→ **SUPPLIED ENTRIES**:
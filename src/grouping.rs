//! Deterministic grouping helpers shared by group and cluster splitters.
//!
//! Groups are pure functions of the dataset and the injected [`Grouping`]:
//! same inputs => same groups in the same order.

use indexmap::IndexMap;

use crate::data::{Dataset, Item};
use crate::types::{GroupKey, ItemIndex};

/// Grouping provider (for example a scaffold function).
///
/// Items for which no key is returned form singleton groups.
pub trait Grouping: Send + Sync {
    /// Group of `item`, or `None` for a singleton.
    fn group_key(&self, item: &Item) -> Option<GroupKey>;
}

impl<F> Grouping for F
where
    F: Fn(&Item) -> Option<GroupKey> + Send + Sync,
{
    fn group_key(&self, item: &Item) -> Option<GroupKey> {
        self(item)
    }
}

/// Reads the precomputed `Item::group_key`.
#[derive(Clone, Copy, Debug, Default)]
pub struct ItemGroupKey;

impl Grouping for ItemGroupKey {
    fn group_key(&self, item: &Item) -> Option<GroupKey> {
        item.group_key.clone()
    }
}

#[derive(Debug, PartialEq, Eq, Hash)]
enum GroupSlot {
    Keyed(GroupKey),
    Singleton(ItemIndex),
}

/// Collect item indices per group, groups in first-occurrence order.
pub fn group_indices(dataset: &Dataset, grouping: &dyn Grouping) -> Vec<Vec<ItemIndex>> {
    let mut groups: IndexMap<GroupSlot, Vec<ItemIndex>> = IndexMap::new();
    for (idx, item) in dataset.iter().enumerate() {
        let slot = match grouping.group_key(item) {
            Some(key) => GroupSlot::Keyed(key),
            None => GroupSlot::Singleton(idx),
        };
        groups.entry(slot).or_default().push(idx);
    }
    groups.into_values().collect()
}

/// Order groups by descending size; equal sizes keep their incoming order.
pub fn sort_largest_first(groups: &mut [Vec<ItemIndex>]) {
    groups.sort_by(|a, b| b.len().cmp(&a.len()));
}
use rand::SeedableRng;
use rand::rngs::StdRng;
use rand::seq::SliceRandom;

use crate::allocation::{allocate_counts, cut_runs};
use crate::data::Dataset;
use crate::errors::SplitError;
use crate::splits::SplitAssignment;
use crate::strategies::{SplitRequest, Splitter};
use crate::types::ItemIndex;

/// Seeded random permutation cut into contiguous runs.
#[derive(Clone, Copy, Debug, Default)]
pub struct RandomSplitter;

impl Splitter for RandomSplitter {
    fn name(&self) -> &'static str {
        "random"
    }

    fn split(
        &self,
        dataset: &Dataset,
        request: &SplitRequest,
    ) -> Result<SplitAssignment, SplitError> {
        let fractions = request.validate(dataset)?;
        let order = shuffled_indices(dataset.len(), request.seed);
        Ok(cut_runs(&order, &allocate_counts(dataset.len(), &fractions)))
    }
}

/// `0..len` permuted by a `StdRng` seeded from `seed`.
pub(crate) fn shuffled_indices(len: usize, seed: u64) -> Vec<ItemIndex> {
    let mut order: Vec<ItemIndex> = (0..len).collect();
    let mut rng = StdRng::seed_from_u64(seed);
    order.shuffle(&mut rng);
    order
}

#[cfg(test)]
mod tests {
    use super::*;
    use crate::data::Item;
    use crate::splits::SplitFractions;

    fn dataset(n: usize) -> Dataset {
        Dataset::new((0..n).map(|idx| Item::new(format!("mol_{idx}"))).collect()).unwrap()
    }

    #[test]
    fn same_seed_same_assignment() {
        let data = dataset(50);
        let request = SplitRequest::new(SplitFractions::default(), 9);
        let first = RandomSplitter.split(&data, &request).unwrap();
        let second = RandomSplitter.split(&data, &request).unwrap();
        assert_eq!(first, second);
        first.validate(50).unwrap();
        assert_eq!(
            (first.train.len(), first.validation.len(), first.test.len()),
            (40, 5, 5)
        );
    }

    #[test]
    fn different_seeds_differ() {
        let data = dataset(40);
        let a = RandomSplitter
            .split(&data, &SplitRequest::new(SplitFractions::default(), 1))
            .unwrap();
        let b = RandomSplitter
            .split(&data, &SplitRequest::new(SplitFractions::default(), 2))
            .unwrap();
        assert_ne!(a, b);
    }

    #[test]
    fn remainder_is_discarded() {
        let data = dataset(20);
        let request = SplitRequest::new(SplitFractions::new(0.5, 0.25, 0.0), 4);
        let assignment = RandomSplitter.split(&data, &request).unwrap();
        assignment.validate(20).unwrap();
        assert_eq!(assignment.train.len(), 10);
        assert_eq!(assignment.validation.len(), 5);
        assert!(assignment.test.is_empty());
        assert_eq!(assignment.discarded.len(), 5);
    }

    #[test]
    fn shuffle_is_a_permutation() {
        let mut order = shuffled_indices(17, 5);
        order.sort_unstable();
        assert_eq!(order, (0..17).collect::<Vec<_>>());
    }
}
#![doc = include_str!("../README.md")]
#![warn(missing_docs)]

/// Bucket sizing and whole-group fill.
pub mod allocation;
/// Split configuration and strategy selection.
pub mod config;
/// Centralized constants used across splitters, the engine, and the CLI.
pub mod constants;
/// Item and dataset types.
pub mod data;
/// Partition engine entry points and bucket materialization.
pub mod engine;
/// Reusable command-line runners.
pub mod example_apps;
/// Grouping providers and group collection.
pub mod grouping;
mod hash;
/// Split summaries.
pub mod metrics;
/// Similarity providers and neighbor search.
pub mod similarity;
/// Split labels, fractions, and assignments.
pub mod splits;
/// Splitter capability and strategy implementations.
pub mod strategies;
/// Shared type aliases.
pub mod types;

mod errors;

pub use config::{SplitConfig, SplitStrategy};
pub use data::{Dataset, Item};
pub use engine::{
    k_fold, materialize, materialize_named, materialize_tasks, split, split_tasks,
    train_test_split,
};
pub use errors::SplitError;
pub use grouping::{Grouping, ItemGroupKey};
pub use metrics::{BucketShare, SplitSummary, leaked_groups_by, summarize, summarize_with};
pub use similarity::{Euclidean, Similarity, Tanimoto};
pub use splits::{SplitAssignment, SplitFractions, SplitLabel, TaskAssignment};
pub use strategies::{
    ButinaSplitter, FarthestPointSampler, GroupOrder, GroupSplitter, IndexSplitter,
    MaxMinSplitter, NumericOrderSplitter, RandomSplitter, SpecifiedSplitter, SplitRequest,
    Splitter, StratifiedSplitter, StratifyMode, TaskSplitter, UnlistedItems,
};
pub use types::{GroupKey, ItemId, ItemIndex, Label, TaskIndex};
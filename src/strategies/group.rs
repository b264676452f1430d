use rand::SeedableRng;
use rand::rngs::StdRng;
use rand::seq::SliceRandom;
use std::fmt;
use std::sync::Arc;
use tracing::{debug, warn};

use crate::allocation::{allocate_counts, fill_groups};
use crate::constants::splits::ALL_SPLITS;
use crate::data::Dataset;
use crate::errors::SplitError;
use crate::grouping::{Grouping, ItemGroupKey, group_indices, sort_largest_first};
use crate::splits::{SplitAssignment, SplitFractions};
use crate::strategies::{SplitRequest, Splitter};
use crate::types::ItemIndex;

/// Order in which whole groups are offered to the bucket fill.
#[derive(Clone, Copy, Debug, PartialEq, Eq)]
pub enum GroupOrder {
    /// Descending size, ties by first occurrence (scaffold splitting).
    LargestFirst,
    /// Seeded random permutation of groups.
    Shuffled,
}

/// Keeps every group in a single bucket.
///
/// Bucket sizes approximate the requested fractions; the error is bounded by
/// the size of the group that crossed a cutoff.
#[derive(Clone)]
pub struct GroupSplitter {
    grouping: Arc<dyn Grouping>,
    order: GroupOrder,
}

impl fmt::Debug for GroupSplitter {
    fn fmt(&self, f: &mut fmt::Formatter<'_>) -> fmt::Result {
        f.debug_struct("GroupSplitter")
            .field("order", &self.order)
            .finish()
    }
}

impl GroupSplitter {
    /// Scaffold-style split over `Item::group_key`, largest groups first.
    pub fn scaffold() -> Self {
        Self {
            grouping: Arc::new(ItemGroupKey),
            order: GroupOrder::LargestFirst,
        }
    }

    /// Random group split over `Item::group_key`.
    pub fn random_groups() -> Self {
        Self {
            grouping: Arc::new(ItemGroupKey),
            order: GroupOrder::Shuffled,
        }
    }

    /// Replace the grouping provider (for example a scaffold function).
    pub fn with_grouping(mut self, grouping: impl Grouping + 'static) -> Self {
        self.grouping = Arc::new(grouping);
        self
    }

    /// How groups are ordered before filling.
    pub fn order(&self) -> GroupOrder {
        self.order
    }
}

impl Splitter for GroupSplitter {
    fn name(&self) -> &'static str {
        match self.order {
            GroupOrder::LargestFirst => "scaffold",
            GroupOrder::Shuffled => "random_group",
        }
    }

    fn split(
        &self,
        dataset: &Dataset,
        request: &SplitRequest,
    ) -> Result<SplitAssignment, SplitError> {
        let fractions = request.validate(dataset)?;
        let mut groups = group_indices(dataset, self.grouping.as_ref());
        match self.order {
            GroupOrder::LargestFirst => sort_largest_first(&mut groups),
            GroupOrder::Shuffled => {
                let mut rng = StdRng::seed_from_u64(request.seed);
                groups.shuffle(&mut rng);
            }
        }
        debug!(
            groups = groups.len(),
            largest = groups.iter().map(Vec::len).max().unwrap_or(0),
            "filling buckets with whole groups"
        );
        Ok(fill_whole_groups(&groups, dataset.len(), &fractions))
    }
}

/// Shared by group and cluster splitters: fill and report starved buckets.
pub(crate) fn fill_whole_groups(
    groups: &[Vec<ItemIndex>],
    total: usize,
    fractions: &SplitFractions,
) -> SplitAssignment {
    let counts = allocate_counts(total, fractions);
    let assignment = fill_groups(groups, &counts);
    for label in ALL_SPLITS {
        if fractions.get(label) > 0.0 && assignment.indices(label).is_empty() {
            warn!(
                bucket = %label,
                target = counts.get(label),
                "group boundaries left a requested bucket empty"
            );
        }
    }
    assignment
}
//! Bucket sizing and filling shared by every item-dimension splitter.
//!
//! Sizes use largest-remainder rounding over train, validation, test, and the
//! implicit discard bucket, so the four sizes always sum to the item count.
//! Equal remainders go to the earlier bucket in canonical order.

use crate::constants::fractions::FRACTION_TOLERANCE;
use crate::errors::SplitError;
use crate::splits::{SplitAssignment, SplitFractions, SplitLabel};
use crate::types::ItemIndex;

const BUCKETS: usize = 4;
const DISCARD_SLOT: usize = 3;

/// Integer bucket sizes derived from fractions.
#[derive(Clone, Copy, Debug, Default, PartialEq, Eq)]
pub struct BucketCounts {
    /// Items sent to train.
    pub train: usize,
    /// Items sent to validation.
    pub validation: usize,
    /// Items sent to test.
    pub test: usize,
    /// Items left out of every requested bucket.
    pub discard: usize,
}

impl BucketCounts {
    fn from_slots(slots: [usize; BUCKETS]) -> Self {
        Self {
            train: slots[0],
            validation: slots[1],
            test: slots[2],
            discard: slots[DISCARD_SLOT],
        }
    }

    fn slots(&self) -> [usize; BUCKETS] {
        [self.train, self.validation, self.test, self.discard]
    }

    /// Size of one requested bucket.
    pub fn get(&self, label: SplitLabel) -> usize {
        self.slots()[label.position()]
    }

    /// Items placed in train, validation, or test.
    pub fn assigned(&self) -> usize {
        self.train + self.validation + self.test
    }

    /// Every item, discard included.
    pub fn total(&self) -> usize {
        self.assigned() + self.discard
    }
}

/// Split `total` items into bucket sizes proportional to `fractions`.
pub fn allocate_counts(total: usize, fractions: &SplitFractions) -> BucketCounts {
    let discard = fractions.discard();
    let shares = [
        fractions.train,
        fractions.validation,
        fractions.test,
        if discard <= FRACTION_TOLERANCE {
            0.0
        } else {
            discard
        },
    ];
    let share_sum: f64 = shares.iter().sum();
    if total == 0 || share_sum <= 0.0 {
        return BucketCounts::default();
    }

    let mut slots = [0usize; BUCKETS];
    let mut remainders = [0.0f64; BUCKETS];
    for (slot, share) in shares.iter().enumerate() {
        // Renormalize so a sum within tolerance of 1.0 still covers `total`.
        let quota = total as f64 * share / share_sum;
        let floor = quota.floor();
        slots[slot] = floor as usize;
        remainders[slot] = quota - floor;
    }

    let placed: usize = slots.iter().sum();
    let mut order: Vec<usize> = (0..BUCKETS).filter(|&slot| shares[slot] > 0.0).collect();
    order.sort_by(|&a, &b| remainders[b].total_cmp(&remainders[a]).then(a.cmp(&b)));
    for slot in order.into_iter().cycle().take(total.saturating_sub(placed)) {
        slots[slot] += 1;
    }
    BucketCounts::from_slots(slots)
}

/// Like [`allocate_counts`], but every bucket with a non-zero fraction gets
/// at least one item, borrowed from the largest bucket.
///
/// Fails when `total` is smaller than the number of required buckets.
pub fn allocate_required_counts(
    total: usize,
    fractions: &SplitFractions,
    what: &str,
) -> Result<BucketCounts, SplitError> {
    let required = fractions.required_buckets();
    if total < required.len() {
        return Err(SplitError::insufficient(format!(
            "{what} has {total} items but {} buckets need at least one each",
            required.len()
        )));
    }
    let mut slots = allocate_counts(total, fractions).slots();
    for label in required {
        let slot = label.position();
        if slots[slot] > 0 {
            continue;
        }
        let donor = (0..BUCKETS)
            .filter(|&candidate| candidate != slot)
            .filter(|&candidate| candidate == DISCARD_SLOT || slots[candidate] > 1)
            .filter(|&candidate| slots[candidate] > 0)
            .max_by(|&a, &b| slots[a].cmp(&slots[b]).then(b.cmp(&a)));
        let Some(donor) = donor else {
            return Err(SplitError::insufficient(format!(
                "{what} cannot populate the {label} bucket"
            )));
        };
        slots[donor] -= 1;
        slots[slot] += 1;
    }
    Ok(BucketCounts::from_slots(slots))
}

/// Cut `order` into contiguous runs sized by `counts`.
pub fn cut_runs(order: &[ItemIndex], counts: &BucketCounts) -> SplitAssignment {
    let mut rest = order;
    let mut buckets: [Vec<ItemIndex>; BUCKETS] = Default::default();
    for (bucket, size) in buckets.iter_mut().zip(counts.slots()) {
        let take = size.min(rest.len());
        let (head, tail) = rest.split_at(take);
        bucket.extend_from_slice(head);
        rest = tail;
    }
    let [train, validation, test, mut discarded] = buckets;
    discarded.extend_from_slice(rest);
    SplitAssignment::from_buckets([train, validation, test], discarded)
}

/// Place whole groups greedily by cumulative cutoffs, in the given group order.
///
/// A group lands in the first of train, validation, test whose cumulative
/// target still holds it: items already placed in buckets `0..=b` plus the
/// group stay within the summed targets of `0..=b`. A group that fits
/// nowhere goes to discard once every requested bucket has reached its
/// target and discard has room left; otherwise it goes to the last requested
/// bucket with a non-zero target. Groups are never split.
pub fn fill_groups(groups: &[Vec<ItemIndex>], counts: &BucketCounts) -> SplitAssignment {
    let targets = counts.slots();
    let mut cumulative_targets = [0usize; DISCARD_SLOT];
    let mut running = 0usize;
    for (slot, target) in targets[..DISCARD_SLOT].iter().enumerate() {
        running += target;
        cumulative_targets[slot] = running;
    }
    let fallback = (0..DISCARD_SLOT)
        .rev()
        .find(|&slot| targets[slot] > 0)
        .unwrap_or(0);

    let mut buckets: [Vec<ItemIndex>; BUCKETS] = Default::default();
    for group in groups {
        let size = group.len();
        let mut placed_before = 0usize;
        let mut chosen = None;
        for slot in 0..DISCARD_SLOT {
            placed_before += buckets[slot].len();
            if placed_before + size <= cumulative_targets[slot] {
                chosen = Some(slot);
                break;
            }
        }
        let chosen = chosen.unwrap_or_else(|| {
            let requested_full = (0..DISCARD_SLOT).all(|slot| buckets[slot].len() >= targets[slot]);
            if requested_full && buckets[DISCARD_SLOT].len() < targets[DISCARD_SLOT] {
                DISCARD_SLOT
            } else {
                fallback
            }
        });
        buckets[chosen].extend_from_slice(group);
    }
    let [train, validation, test, discarded] = buckets;
    SplitAssignment::from_buckets([train, validation, test], discarded)
}

#[cfg(test)]
mod tests {
    use super::*;

    #[test]
    fn counts_sum_to_total_with_largest_remainder() {
        let counts = allocate_counts(10, &SplitFractions::new(0.34, 0.33, 0.33));
        assert_eq!(counts.total(), 10);
        assert_eq!((counts.train, counts.validation, counts.test), (4, 3, 3));

        let counts = allocate_counts(7, &SplitFractions::default());
        assert_eq!(counts.total(), 7);
        // 5.6 / 0.7 / 0.7: the two 0.7 remainders win the leftover items.
        assert_eq!((counts.train, counts.validation, counts.test), (5, 1, 1));
    }

    #[test]
    fn equal_remainders_prefer_earlier_buckets() {
        let counts = allocate_counts(4, &SplitFractions::new(1.0 / 3.0, 1.0 / 3.0, 1.0 / 3.0));
        assert_eq!((counts.train, counts.validation, counts.test), (2, 1, 1));
    }

    #[test]
    fn discard_takes_the_unassigned_share() {
        let counts = allocate_counts(10, &SplitFractions::new(0.5, 0.2, 0.1));
        assert_eq!(counts, BucketCounts {
            train: 5,
            validation: 2,
            test: 1,
            discard: 2
        });
    }

    #[test]
    fn required_counts_borrow_from_the_largest_bucket() {
        let counts = allocate_required_counts(3, &SplitFractions::default(), "class").unwrap();
        assert_eq!((counts.train, counts.validation, counts.test), (1, 1, 1));

        let err = allocate_required_counts(2, &SplitFractions::default(), "class").unwrap_err();
        assert!(matches!(err, SplitError::InsufficientData(_)));

        let counts =
            allocate_required_counts(2, &SplitFractions::new(0.9, 0.1, 0.0), "class").unwrap();
        assert_eq!((counts.train, counts.validation, counts.test), (1, 1, 0));
    }

    #[test]
    fn cut_runs_preserves_order() {
        let order = vec![4, 2, 0, 1, 3];
        let counts = BucketCounts {
            train: 2,
            validation: 1,
            test: 1,
            discard: 1,
        };
        let assignment = cut_runs(&order, &counts);
        assert_eq!(assignment.train, vec![4, 2]);
        assert_eq!(assignment.validation, vec![0]);
        assert_eq!(assignment.test, vec![1]);
        assert_eq!(assignment.discarded, vec![3]);
    }

    #[test]
    fn fill_groups_backfills_earlier_buckets() {
        let sizes = [40usize, 30, 20, 5, 5];
        let mut next = 0;
        let groups: Vec<Vec<ItemIndex>> = sizes
            .iter()
            .map(|&size| {
                let group = (next..next + size).collect();
                next += size;
                group
            })
            .collect();
        let counts = allocate_counts(100, &SplitFractions::default());
        let assignment = fill_groups(&groups, &counts);
        assignment.validate(100).unwrap();
        assert_eq!(assignment.train.len(), 80);
        assert_eq!(assignment.validation.len(), 20);
        assert!(assignment.test.is_empty());
    }

    #[test]
    fn fill_groups_overflow_goes_to_last_non_empty_target() {
        let groups = vec![vec![0, 1, 2, 3], vec![4, 5, 6, 7]];
        let counts = BucketCounts {
            train: 2,
            validation: 3,
            test: 1,
            discard: 0,
        };
        let assignment = fill_groups(&groups, &counts);
        assert!(assignment.train.is_empty());
        assert_eq!(assignment.validation, vec![0, 1, 2, 3]);
        assert_eq!(assignment.test, vec![4, 5, 6, 7]);
        assert!(assignment.discarded.is_empty());
    }

    #[test]
    fn fill_groups_with_discard_share_favors_requested_buckets() {
        let counts = allocate_counts(10, &SplitFractions::new(0.6, 0.2, 0.1));
        assert_eq!(counts.discard, 1);
        let overflowing: Vec<Vec<ItemIndex>> = vec![(0..6).collect(), (6..10).collect()];
        let assignment = fill_groups(&overflowing, &counts);
        assignment.validate(10).unwrap();
        assert_eq!(assignment.train, (0..6).collect::<Vec<_>>());
        assert_eq!(assignment.test, (6..10).collect::<Vec<_>>());
        assert!(assignment.discarded.is_empty());

        let exact: Vec<Vec<ItemIndex>> = vec![(0..6).collect(), vec![6, 7], vec![8], vec![9]];
        let assignment = fill_groups(&exact, &counts);
        assert_eq!(assignment.validation, vec![6, 7]);
        assert_eq!(assignment.test, vec![8]);
        assert_eq!(assignment.discarded, vec![9]);
    }
}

→ **AIM OF THE EXERCISE**:
Look through the entries and copy every line in which the string "providers" appears.

→ **EXERCISE RESULT**:
/// Grouping providers and group collection.
/// Similarity providers and neighbor search.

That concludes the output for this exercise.